POLITIK
29/09/2015 09:57 CEST | Aktualisiert 29/09/2015 10:57 CEST

Faustschläge und Tritte: Dresdner Pegida-Anhänger greifen Journalisten an

dpa

In Ostdeutschland bekommt Pegida wieder mehr Zulauf. Nun haben Anhänger der fremdenfeindlichen Bewegung in Dresden zum ersten Mal seit langem wieder Journalisten angegriffen.

Der Angriff passierte bei einer Kundgebung. Wie die "Dresdner Neuesten Nachrichten" und der MDR berichteten, erhielt ein Reporter einen Faustschlag ins Gesicht, ein weiterer sei von einem Pegida-Anhänger getreten worden. Die Täter seien anschließend in der johlenden Menge verschwunden.

Beide Journalisten wollten Anzeige erstatten, hieß es. Die Polizei nahm nach Angaben eines Behördensprechers Ermittlungen auf. Das Pegida-Bündnis verzeichnete kurz vor dem ersten Jahrestag seiner Gründung Mitte Oktober am Montagabend erneut Zulauf. Nach Schätzungen der Gruppe "Durchgezählt" lag die Teilnehmerzahl an dem Demonstrationszug durch die Dresdner Altstadt zwischen 7000 und 8500.

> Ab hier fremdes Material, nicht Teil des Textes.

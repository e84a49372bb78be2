//! Whole-text phrase patterns: compound signals that single keywords miss
//! ("record high", "bearish trend", "wait and see"). Each non-overlapping
//! match anywhere in the lowercased text adds a flat weight.

use once_cell::sync::Lazy;
use regex::Regex;
use serde::Serialize;

use super::scoring::CategoryScore;
use crate::decision::Recommendation;

/// Flat contribution of every pattern match.
pub const PATTERN_WEIGHT: f64 = 3.0;

const BUY_PATTERNS: &[&str] = &[
    r"(strong|positive|promising)\s+(outlook|future|prospect)",
    r"(growth|profit|revenue)\s+(increas|improv|expand)",
    r"(hit|reach)\s+(record|all-time|new)\s+(high|level)",
    r"(bull|upward)\s+trend",
    r"(gain|jump|leap)\s+(in|of)\s+(value|price|stock)",
];

const SELL_PATTERNS: &[&str] = &[
    r"(weak|negative|poor)\s+(outlook|future|prospect)",
    r"(decline|drop|decrease)\s+(in|of)\s+(revenue|profit|growth)",
    r"(hit|reach)\s+(record|all-time|new)\s+(low|bottom)",
    r"(bear|downward)\s+trend",
    r"(lose|loss|plunge)\s+(in|of)\s+(value|price|stock)",
];

const HOLD_PATTERNS: &[&str] = &[
    r"(stable|steady|consistent)\s+(outlook|future|prospect)",
    r"(maintain|sustain|preserve)\s+(level|position|status)",
    r"(balanced|fair|reasonable)\s+(value|price|assessment)",
    r"(cautious|careful|prudent)\s+(approach|view|outlook)",
    r"wait\s+and\s+see",
];

#[derive(Debug)]
struct CompiledPattern {
    category: Recommendation,
    source: &'static str,
    re: Regex,
}

static PATTERNS: Lazy<Vec<CompiledPattern>> = Lazy::new(|| {
    [
        (Recommendation::Buy, BUY_PATTERNS),
        (Recommendation::Sell, SELL_PATTERNS),
        (Recommendation::Hold, HOLD_PATTERNS),
    ]
    .into_iter()
    .flat_map(|(category, list)| {
        list.iter().map(move |&source| CompiledPattern {
            category,
            source,
            re: Regex::new(source).expect("phrase pattern regex"),
        })
    })
    .collect()
});

/// A pattern that matched at least once.
#[derive(Debug, Clone, PartialEq, Serialize)]
pub struct PatternHit {
    pub category: Recommendation,
    pub pattern: &'static str,
    pub count: usize,
}

/// All patterns with a non-zero match count over the lowercased `text`.
pub fn pattern_hits(text: &str) -> Vec<PatternHit> {
    let lower = text.to_lowercase();
    PATTERNS
        .iter()
        .filter_map(|p| {
            let count = p.re.find_iter(&lower).count();
            (count > 0).then_some(PatternHit {
                category: p.category,
                pattern: p.source,
                count,
            })
        })
        .collect()
}

/// Fold pattern hits into category accumulators.
pub fn score_hits(hits: &[PatternHit]) -> CategoryScore {
    let mut acc = CategoryScore::default();
    for hit in hits {
        acc.credit(hit.category, hit.count as f64 * PATTERN_WEIGHT);
    }
    acc
}

/// Pattern contribution of the whole text.
pub fn score_patterns(text: &str) -> CategoryScore {
    score_hits(&pattern_hits(text))
}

Zu den Angriffen auf die Journalisten kam es den Berichten zufolge in Höhe des Sächsischen Landtags. Bei der Kundgebung hatten Pegida-Chef Lutz Bachmann und der Schweizer Rechtspopulist Ignaz Bearth Stimmung gegen Journalisten der "Lügenpresse" sowie gegen Ausländer und Politiker gemacht. Beunruhigend: Gegendemonstranten waren nicht zu sehen.